El comentario había caído con un gran peso sobre la conciencia del prisionero. Sabía con certeza que ellos tenían esas particularidades y que, aun siendo admirados por algunos en otros lados, también podían ser odiados. Sin embargo, sintió un vacío al escucharla llamar a ese hombre «dios menor», porque aunque lo fuera, a él le había entregado su vida.

—Cometí un error. Uno que no tiene perdón. Le fallé a ese dios menor y por eso debo pagar. —Soltó sin más, convencido de que debía ser así. —Pero yo no deseo morir, puedo hacer más por mi gente. Lo sé —farfulló.

Nympheria, que creía que no recibiría respuesta a sus interrogantes, se vio sorprendida por lo que escuchaba.

—Si me haces un favor, uno solo, Phoreria sería tu hogar desde ahora —comentó—. Lamentablemente, no puedo darte un lugar en Heraldia. Has sido expulsado bajo tus leyes y sabes que nosotros no somos bien recibidos, pero esta tierra te tratará como la trates a ella. Y si aceptas, te aconsejo que evites comentarios como el que has hecho hace un momento.

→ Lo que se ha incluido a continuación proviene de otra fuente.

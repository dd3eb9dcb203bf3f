use moka::sync::Cache;
use std::collections::BTreeSet;
use std::sync::atomic::{AtomicU64, Ordering};
use std::sync::Arc;
use tracing::debug;
use uuid::Uuid;

use super::resolver::HierarchyResolver;
use crate::config::HierarchyConfig;
use crate::error::ServiceError;
use crate::types::Role;

/// (generation, role, organization remote ID)
type CacheKey = (u64, Role, String);

/// TTL-memoized resolver with whole-cache invalidation.
///
/// Keys carry the generation observed before the lookup started, so a value
/// computed concurrently with `invalidate_all` lands under a stale generation
/// and is never served afterwards.
pub struct HierarchyCache {
    resolver: HierarchyResolver,
    organizations: Cache<CacheKey, Arc<BTreeSet<String>>>,
    systems: Cache<CacheKey, Arc<BTreeSet<Uuid>>>,
    generation: AtomicU64,
}

impl HierarchyCache {
    pub fn new(resolver: HierarchyResolver, config: &HierarchyConfig) -> Self {
        Self {
            resolver,
            organizations: build_cache(config),
            systems: build_cache(config),
            generation: AtomicU64::new(0),
        }
    }

    pub fn resolver(&self) -> &HierarchyResolver {
        &self.resolver
    }

    fn key(&self, role: Role, org_id: &str) -> CacheKey {
        (self.generation(), role, org_id.to_string())
    }

    pub async fn allowed_organization_ids(&self, role: Role, org_id: &str) -> Result<Arc<BTreeSet<String>>, ServiceError> {
        let key = self.key(role, org_id);
        if let Some(hit) = self.organizations.get(&key) {
            return Ok(hit);
        }

        let value = Arc::new(self.resolver.allowed_organization_ids(role, org_id).await?);
        self.organizations.insert(key, Arc::clone(&value));
        Ok(value)
    }

    pub async fn allowed_system_ids(&self, role: Role, org_id: &str) -> Result<Arc<BTreeSet<Uuid>>, ServiceError> {
        let key = self.key(role, org_id);
        if let Some(hit) = self.systems.get(&key) {
            return Ok(hit);
        }

        let value = Arc::new(self.resolver.allowed_system_ids(role, org_id).await?);
        self.systems.insert(key, Arc::clone(&value));
        Ok(value)
    }

    /// Uncached; parent-pointer lookups are already cheap
    pub async fn is_in_hierarchy(&self, role: Role, org_id: &str, target_id: &str) -> Result<bool, ServiceError> {
        self.resolver.is_in_hierarchy(role, org_id, target_id).await
    }

    pub fn invalidate_all(&self) {
        let generation = self.generation.fetch_add(1, Ordering::AcqRel) + 1;
        self.organizations.invalidate_all();
        self.systems.invalidate_all();
        debug!(generation, "hierarchy cache invalidated");
    }

    pub fn generation(&self) -> u64 {
        self.generation.load(Ordering::Acquire)
    }
}

fn build_cache<V>(config: &HierarchyConfig) -> Cache<CacheKey, V>
where
    V: Clone + Send + Sync + 'static,
{
    Cache::builder()
        .max_capacity(config.cache_max_entries)
        .time_to_live(config.cache_ttl())
        .build()
}
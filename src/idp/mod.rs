//! Identity provider collaborator: remote CRUD for organizations and users,
//! membership, and role assignment.

pub mod error;
pub mod http;
pub mod memory;

use async_trait::async_trait;
use serde::{Deserialize, Serialize};
use serde_json::{Map, Value};

pub use error::RemoteError;
pub use http::HttpIdentityProvider;
pub use memory::{IdpCall, MemoryIdentityProvider};

/// Organization fields sent to the identity provider
#[derive(Debug, Clone, PartialEq, Serialize, Deserialize)]
#[serde(rename_all = "camelCase")]
pub struct OrganizationPayload {
    pub name: String,
    pub description: String,
    pub custom_data: Map<String, Value>,
}

#[derive(Debug, Clone, PartialEq, Serialize, Deserialize)]
#[serde(rename_all = "camelCase")]
pub struct RemoteOrganization {
    pub id: String,
    pub name: String,
    #[serde(default)]
    pub description: Option<String>,
    #[serde(default)]
    pub custom_data: Map<String, Value>,
}

#[derive(Debug, Clone, PartialEq, Serialize, Deserialize)]
#[serde(rename_all = "camelCase")]
pub struct NewRemoteUser {
    pub username: String,
    pub primary_email: String,
    pub name: String,
    #[serde(skip_serializing_if = "Option::is_none")]
    pub primary_phone: Option<String>,
    #[serde(skip_serializing_if = "Option::is_none")]
    pub password: Option<String>,
    pub custom_data: Map<String, Value>,
}

/// Partial user update; absent fields are left untouched
#[derive(Debug, Clone, Default, PartialEq, Serialize, Deserialize)]
#[serde(rename_all = "camelCase")]
pub struct UserProfilePayload {
    #[serde(skip_serializing_if = "Option::is_none")]
    pub name: Option<String>,
    #[serde(skip_serializing_if = "Option::is_none")]
    pub primary_email: Option<String>,
    #[serde(skip_serializing_if = "Option::is_none")]
    pub primary_phone: Option<String>,
    #[serde(skip_serializing_if = "Option::is_none")]
    pub custom_data: Option<Map<String, Value>>,
}

#[derive(Debug, Clone, PartialEq, Serialize, Deserialize)]
#[serde(rename_all = "camelCase")]
pub struct RemoteUser {
    pub id: String,
    #[serde(default)]
    pub username: Option<String>,
    #[serde(default)]
    pub primary_email: Option<String>,
    #[serde(default)]
    pub name: Option<String>,
    #[serde(default)]
    pub is_suspended: bool,
}

#[derive(Debug, Clone, PartialEq, Serialize, Deserialize)]
pub struct RoleDefinition {
    pub id: String,
    pub name: String,
    #[serde(default)]
    pub description: Option<String>,
}

/// Remote operations the sync core depends on
#[async_trait]
pub trait IdentityProvider: Send + Sync {
    async fn create_organization(&self, payload: &OrganizationPayload) -> Result<RemoteOrganization, RemoteError>;

    async fn update_organization(&self, id: &str, payload: &OrganizationPayload) -> Result<RemoteOrganization, RemoteError>;

    async fn delete_organization(&self, id: &str) -> Result<(), RemoteError>;

    async fn create_user(&self, user: &NewRemoteUser) -> Result<RemoteUser, RemoteError>;

    async fn update_user(&self, id: &str, profile: &UserProfilePayload) -> Result<RemoteUser, RemoteError>;

    async fn delete_user(&self, id: &str) -> Result<(), RemoteError>;

    async fn set_user_suspended(&self, id: &str, suspended: bool) -> Result<(), RemoteError>;

    async fn suspend_user(&self, id: &str) -> Result<(), RemoteError> {
        self.set_user_suspended(id, true).await
    }

    async fn reactivate_user(&self, id: &str) -> Result<(), RemoteError> {
        self.set_user_suspended(id, false).await
    }

    async fn assign_user_to_organization(&self, org_id: &str, user_id: &str) -> Result<(), RemoteError>;

    /// Tenant-wide roles
    async fn assign_user_roles(&self, user_id: &str, role_ids: &[String]) -> Result<(), RemoteError>;

    /// Roles scoped to one organization membership
    async fn assign_organization_roles(&self, org_id: &str, user_id: &str, role_ids: &[String]) -> Result<(), RemoteError>;

    async fn find_organization_role(&self, name: &str) -> Result<RoleDefinition, RemoteError>;

    /// Roles granted automatically to users joining the organization just in time
    async fn set_jit_roles(&self, org_id: &str, role_ids: &[String]) -> Result<(), RemoteError>;
}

Él la miró sorprendido. Un hombre de Herenos nunca antes había tocado Phoreria, y mucho menos se había quedado en sus tierras. Sin embargo, ella le estaba dando una oportunidad cuando las gerenas nunca las daban.

—¿Cómo sé que no me mientes? Nunca cumplen sus promesas —acusó.

—Mi tiempo se acaba. Eso debería decirte algo.

Él lo pensó. Entrecerró los ojos tratando de ver más allá y solo encontraba la verdad: si el tiempo se acaba, las mentiras no son vistas.

—Mi nombre es Eckham.

Cuando uno de los hombres de Herenos daba su nombre en el mundo de Nympheria, solo podía significar una cosa. El trato estaba hecho.